For some we loved, the loveliest and the best,
That from his vintage rolling Time hath pressed.
That’s a striking image. I remember, years ago, a man who kept on quoting Omar at that party of Mrs Foxe’s, after my Symphony. I’ve only just grasped that the verse refers to a car. Life’s vintage car, in which we’re all travelling. Better than Trapnel’s Camel, more Hegelian too. Then you’re suddenly told to get out and walk – pressed to, as the poet truly says.’
There was nothing to be done until Stevens returned.

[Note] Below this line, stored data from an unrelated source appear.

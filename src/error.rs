//! Error types shared by the session, option and HTTP layers.

use std::path::PathBuf;

use thiserror::Error;

use crate::resolver::AddressFamily;

/// Errors raised while writing an option.
///
/// A failed write never touches the option store; side effects a hook
/// applied before failing are not rolled back.
#[derive(Error, Debug)]
pub enum OptionError {
    #[error("invalid value for `{key}`: {message}")]
    InvalidValue { key: String, message: String },

    #[error("invalid value for `{key}`: {source}")]
    Resolver {
        key: String,
        #[source]
        source: ResolverError,
    },
}

impl OptionError {
    pub(crate) fn invalid(key: &str, message: impl Into<String>) -> Self {
        Self::InvalidValue {
            key: key.to_string(),
            message: message.into(),
        }
    }

    /// The option key the error was raised for.
    pub fn key(&self) -> &str {
        match self {
            Self::InvalidValue { key, .. } | Self::Resolver { key, .. } => key,
        }
    }
}

/// Errors from the process-wide address family policy.
#[derive(Error, Debug, Clone, PartialEq, Eq)]
pub enum ResolverError {
    #[error("cannot restrict name resolution to {requested}: {pinned} is already pinned by another session")]
    Conflict {
        requested: AddressFamily,
        pinned: AddressFamily,
    },
}

/// HTTP client errors
#[derive(Error, Debug)]
pub enum HttpError {
    #[error("Transport error: {0}")]
    Transport(#[from] reqwest::Error),

    #[error("Invalid URL {url}: {source}")]
    InvalidUrl {
        url: String,
        #[source]
        source: url::ParseError,
    },

    #[error("Invalid header {name}: {message}")]
    InvalidHeader { name: String, message: String },

    #[error("TLS error: {0}")]
    Tls(#[from] rustls::Error),

    #[error("Failed to read {path}: {source}")]
    Io {
        path: PathBuf,
        #[source]
        source: std::io::Error,
    },

    #[error("Invalid PEM data in {path}: {message}")]
    Pem { path: PathBuf, message: String },

    #[error("Connection pool for {prefix} has been closed")]
    PoolClosed { prefix: String },

    #[error("No transport adapter mounted for {url}")]
    NoAdapter { url: String },
}

/// No registered plugin claims a URL.
#[derive(Error, Debug, Clone, PartialEq, Eq)]
#[error("No plugin can handle URL: {url}")]
pub struct NoPluginError {
    pub url: String,
}

pub type Result<T> = std::result::Result<T, OptionError>;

Staying with Moreland was only to encourage running on like this, tiring himself, so Isobel and I spoke a word or two, then said goodnight. It was not quite clear what sort of a fall he had suffered. He seemed to have lost his senses for a minute or so, afterwards felt no worse than a little dazed.

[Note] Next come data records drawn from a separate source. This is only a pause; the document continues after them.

//! Session HTTP client
//!
//! Features:
//! - Shared proxy table (http and https slots always equal)
//! - Default headers, cookies and query params merged into every request
//! - Per-request timeout, TLS verification and client certificates
//! - Swappable transport adapters mounted at URL prefixes
//! - Source address binding and address-family-aware DNS per pool
//!
//! Plugins reach the client through [`Session::http`](crate::Session::http).
//! Every mutator takes `&self` and is idempotent; changes apply to the
//! next request.

pub mod adapter;
pub mod tls;

use std::net::IpAddr;
use std::sync::Arc;
use std::time::Duration;

use parking_lot::RwLock;
use reqwest::header::{HeaderMap, HeaderName, HeaderValue, COOKIE};
use reqwest::{Method, Response};
use tracing::{debug, info, instrument};
use url::Url;

pub use adapter::{ConnectionPool, HttpAdapter, PoolContext, PoolSettings, Transport};
pub use tls::{ClientCert, TlsProfile, Verify};

use crate::error::HttpError;
use crate::resolver::ResolverPolicy;
use crate::value::OrderedMap;

type Result<T> = std::result::Result<T, HttpError>;

/// User-Agent sent unless a plugin or option overrides it.
pub const DEFAULT_USER_AGENT: &str =
    "Mozilla/5.0 (X11; Linux x86_64; rv:128.0) Gecko/20100101 Firefox/128.0";

/// Default per-request timeout in seconds.
pub const DEFAULT_TIMEOUT: f64 = 20.0;

/// URL scheme of a proxy slot.
#[derive(Debug, Clone, Copy, PartialEq, Eq)]
pub enum ProxyScheme {
    Http,
    Https,
}

/// The proxy table.
#[derive(Debug, Clone, Default, PartialEq, Eq)]
pub struct Proxies {
    pub http: Option<String>,
    pub https: Option<String>,
}

impl Proxies {
    pub fn get(&self, scheme: ProxyScheme) -> Option<&str> {
        match scheme {
            ProxyScheme::Http => self.http.as_deref(),
            ProxyScheme::Https => self.https.as_deref(),
        }
    }
}

/// Per-request overrides; every field wins over the client state.
#[derive(Debug, Clone, Default)]
pub struct RequestOptions {
    pub headers: OrderedMap,
    pub cookies: OrderedMap,
    pub params: OrderedMap,
    pub timeout: Option<Duration>,
    pub body: Option<Vec<u8>>,
    pub json: Option<serde_json::Value>,
}

#[derive(Debug, Clone)]
struct ClientState {
    proxies: Proxies,
    headers: OrderedMap,
    cookies: OrderedMap,
    params: OrderedMap,
    verify: Verify,
    cert: Option<ClientCert>,
    timeout: f64,
    trust_env: bool,
    source_address: Option<IpAddr>,
}

impl ClientState {
    fn pool_settings(&self) -> PoolSettings {
        PoolSettings {
            http_proxy: self.proxies.http.clone(),
            https_proxy: self.proxies.https.clone(),
            trust_env: self.trust_env,
            verify: self.verify.clone(),
            cert: self.cert.clone(),
        }
    }
}

/// HTTP client owned by a session.
#[derive(Debug)]
pub struct HttpClient {
    state: RwLock<ClientState>,
    /// Mounted adapters, longest prefix first.
    adapters: RwLock<Vec<(String, Arc<dyn Transport>)>>,
    resolver: Arc<ResolverPolicy>,
}

impl HttpClient {
    /// Create a client with default adapters mounted at `https://` and
    /// `http://`.
    pub fn new(resolver: Arc<ResolverPolicy>, verify: Verify) -> Self {
        let mut headers = OrderedMap::new();
        headers.insert("User-Agent".to_string(), DEFAULT_USER_AGENT.to_string());
        headers.insert("Accept".to_string(), "*/*".to_string());

        let client = Self {
            state: RwLock::new(ClientState {
                proxies: Proxies::default(),
                headers,
                cookies: OrderedMap::new(),
                params: OrderedMap::new(),
                verify,
                cert: None,
                timeout: DEFAULT_TIMEOUT,
                trust_env: true,
                source_address: None,
            }),
            adapters: RwLock::new(Vec::new()),
            resolver,
        };
        client.mount("https://", Arc::new(HttpAdapter::new()));
        client.mount("http://", Arc::new(HttpAdapter::new()));
        client
    }

    pub fn resolver(&self) -> &Arc<ResolverPolicy> {
        &self.resolver
    }

    // ─── Proxies ────────────────────────────────────────────────────────────

    pub fn proxies(&self) -> Proxies {
        self.state.read().proxies.clone()
    }

    pub fn proxy(&self, scheme: ProxyScheme) -> Option<String> {
        self.state.read().proxies.get(scheme).map(str::to_string)
    }

    /// Route both http and https traffic through `proxy`, or neither.
    pub fn set_proxy(&self, proxy: Option<String>) {
        let mut state = self.state.write();
        state.proxies = Proxies {
            http: proxy.clone(),
            https: proxy,
        };
    }

    // ─── Headers, cookies, params ───────────────────────────────────────────

    pub fn headers(&self) -> OrderedMap {
        self.state.read().headers.clone()
    }

    /// Merge into the default headers; existing names are overwritten.
    pub fn merge_headers(&self, headers: OrderedMap) {
        self.state.write().headers.extend(headers);
    }

    pub fn cookies(&self) -> OrderedMap {
        self.state.read().cookies.clone()
    }

    pub fn merge_cookies(&self, cookies: OrderedMap) {
        self.state.write().cookies.extend(cookies);
    }

    pub fn params(&self) -> OrderedMap {
        self.state.read().params.clone()
    }

    pub fn merge_params(&self, params: OrderedMap) {
        self.state.write().params.extend(params);
    }

    // ─── TLS, environment, timeout ──────────────────────────────────────────

    pub fn verify(&self) -> Verify {
        self.state.read().verify.clone()
    }

    pub fn set_verify(&self, verify: Verify) {
        self.state.write().verify = verify;
    }

    pub fn cert(&self) -> Option<ClientCert> {
        self.state.read().cert.clone()
    }

    pub fn set_cert(&self, cert: Option<ClientCert>) {
        self.state.write().cert = cert;
    }

    pub fn trust_env(&self) -> bool {
        self.state.read().trust_env
    }

    /// Whether proxy environment variables are honored.
    pub fn set_trust_env(&self, trust_env: bool) {
        self.state.write().trust_env = trust_env;
    }

    /// Timeout in seconds.
    pub fn timeout(&self) -> f64 {
        self.state.read().timeout
    }

    pub fn set_timeout(&self, seconds: f64) {
        self.state.write().timeout = seconds;
    }

    // ─── Adapters ───────────────────────────────────────────────────────────

    pub fn source_address(&self) -> Option<IpAddr> {
        self.state.read().source_address
    }

    /// Bind every pool-backed adapter to `address` (port 0), or clear the
    /// binding. Adapters mounted later inherit it.
    pub fn set_source_address(&self, address: Option<IpAddr>) {
        self.state.write().source_address = address;
        for (_, adapter) in self.adapters.read().iter() {
            if let Some(pool) = adapter.pool() {
                pool.set_source_address(address);
            }
        }
    }

    /// Mount `adapter` at `prefix`, closing the adapter it displaces.
    pub fn mount(&self, prefix: &str, adapter: Arc<dyn Transport>) {
        if let Some(pool) = adapter.pool() {
            pool.set_source_address(self.source_address());
        }

        let displaced = {
            let mut adapters = self.adapters.write();
            if let Some(slot) = adapters.iter_mut().find(|(p, _)| p == prefix) {
                Some(std::mem::replace(&mut slot.1, Arc::clone(&adapter)))
            } else {
                adapters.push((prefix.to_string(), Arc::clone(&adapter)));
                adapters.sort_by(|a, b| b.0.len().cmp(&a.0.len()));
                None
            }
        };

        if let Some(old) = displaced {
            old.close();
            info!(prefix, old = old.name(), new = adapter.name(), "Swapped transport adapter");
        } else {
            debug!(prefix, adapter = adapter.name(), "Mounted transport adapter");
        }
    }

    /// The adapter mounted exactly at `prefix`.
    pub fn adapter(&self, prefix: &str) -> Option<Arc<dyn Transport>> {
        self.adapters
            .read()
            .iter()
            .find(|(p, _)| p == prefix)
            .map(|(_, adapter)| Arc::clone(adapter))
    }

    /// All mounted adapters, longest prefix first.
    pub fn adapters(&self) -> Vec<(String, Arc<dyn Transport>)> {
        self.adapters.read().clone()
    }

    /// The adapter with the longest prefix matching `url`.
    pub fn adapter_for(&self, url: &str) -> Result<Arc<dyn Transport>> {
        let lowered = url.to_ascii_lowercase();
        self.adapters
            .read()
            .iter()
            .find(|(prefix, _)| lowered.starts_with(&prefix.to_ascii_lowercase()))
            .map(|(_, adapter)| Arc::clone(adapter))
            .ok_or_else(|| HttpError::NoAdapter {
                url: url.to_string(),
            })
    }

    /// Close every mounted adapter.
    pub fn close(&self) {
        for (prefix, adapter) in self.adapters.read().iter() {
            debug!(prefix, "Closing transport adapter");
            adapter.close();
        }
    }

    // ─── Requests ───────────────────────────────────────────────────────────

    /// Issue a request. `overlay` wins over client state per key.
    ///
    /// Cookies set by the response are merged back into the client.
    #[instrument(skip(self, overlay), fields(method = %method, url = %url))]
    pub async fn request(
        &self,
        method: Method,
        url: &str,
        overlay: RequestOptions,
    ) -> Result<Response> {
        let mut target = Url::parse(url).map_err(|source| HttpError::InvalidUrl {
            url: url.to_string(),
            source,
        })?;

        let (settings, mut headers, mut cookies, mut params, timeout) = {
            let state = self.state.read();
            (
                state.pool_settings(),
                state.headers.clone(),
                state.cookies.clone(),
                state.params.clone(),
                Duration::try_from_secs_f64(state.timeout)
                    .unwrap_or(Duration::from_secs_f64(DEFAULT_TIMEOUT)),
            )
        };
        headers.extend(overlay.headers);
        cookies.extend(overlay.cookies);
        params.extend(overlay.params);
        let timeout = overlay.timeout.unwrap_or(timeout);

        if !params.is_empty() {
            target.query_pairs_mut().extend_pairs(params.iter());
        }

        let adapter = self.adapter_for(target.as_str())?;
        let client = adapter.client(&PoolContext {
            settings,
            resolver: Arc::clone(&self.resolver),
        })?;

        let mut header_map = to_header_map(&headers)?;
        if !cookies.is_empty() && !header_map.contains_key(COOKIE) {
            let cookie = cookies
                .iter()
                .map(|(name, value)| format!("{name}={value}"))
                .collect::<Vec<_>>()
                .join("; ");
            header_map.insert(COOKIE, header_value(COOKIE.as_str(), &cookie)?);
        }

        let mut builder = client
            .request(method, target)
            .headers(header_map)
            .timeout(timeout);
        if let Some(json) = overlay.json {
            builder = builder.json(&json);
        } else if let Some(body) = overlay.body {
            builder = builder.body(body);
        }

        debug!(adapter = adapter.name(), "Sending request");
        let response = builder.send().await?;

        let received: OrderedMap = response
            .cookies()
            .map(|cookie| (cookie.name().to_string(), cookie.value().to_string()))
            .collect();
        if !received.is_empty() {
            self.merge_cookies(received);
        }

        info!(
            status = %response.status(),
            version = ?response.version(),
            "Response received"
        );
        Ok(response)
    }

    pub async fn get(&self, url: &str) -> Result<Response> {
        self.request(Method::GET, url, RequestOptions::default()).await
    }

    pub async fn post(&self, url: &str, overlay: RequestOptions) -> Result<Response> {
        self.request(Method::POST, url, overlay).await
    }

    /// Fetch and return body as string
    pub async fn fetch_text(&self, url: &str) -> Result<String> {
        Ok(self.get(url).await?.text().await?)
    }
}

/// Validate a header name/value pair.
pub(crate) fn validate_header(name: &str, value: &str) -> Result<(HeaderName, HeaderValue)> {
    let header_name = HeaderName::from_bytes(name.as_bytes()).map_err(|e| HttpError::InvalidHeader {
        name: name.to_string(),
        message: e.to_string(),
    })?;
    Ok((header_name, header_value(name, value)?))
}

fn header_value(name: &str, value: &str) -> Result<HeaderValue> {
    HeaderValue::from_str(value).map_err(|e| HttpError::InvalidHeader {
        name: name.to_string(),
        message: e.to_string(),
    })
}

fn to_header_map(headers: &OrderedMap) -> Result<HeaderMap> {
    let mut map = HeaderMap::with_capacity(headers.len());
    for (name, value) in headers {
        let (name, value) = validate_header(name, value)?;
        map.insert(name, value);
    }
    Ok(map)
}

‘I was pretty normal when I got up from the floor. If one could ever truthfully say that about oneself.’
A large proportion of the guests had already left when we arrived downstairs again.
‘Poor Hugh,’ said Isobel. ‘He didn’t look at all well to me.’
‘Nor me.’
Outside, the night was dark. There was no moon. A breeze, fresh, almost country-scented, blew in from the Park’s tall clusters of trees. We were aiming to cut through from the terrace, where the Stevens house stood, making for a street beyond, which ran parallel, where a taxi could be picked up. A few doors away from the Stevens entrance, two or three persons, standing against the railings, were having some sort of argument. Having attended the party, they seemed now to be squabbling. Numbers and sex were not at first distinguishable in the gloom, but turned out as a woman, two men, in fact the Widmerpools and Short. Widmerpool was giving Short a dressing-down. He was very angry. Short was defending himself mildly, but with bureaucratic obstinacy. He could be heard maintaining that administrative breakdowns were from time to time unavoidable.
‘I’ve already told you, Kenneth, that I quite plainly instructed the car to be outside waiting. The driver must have mistaken the address. If so, he will be along in a minute or two.’
As we went by, Widmerpool recognized us.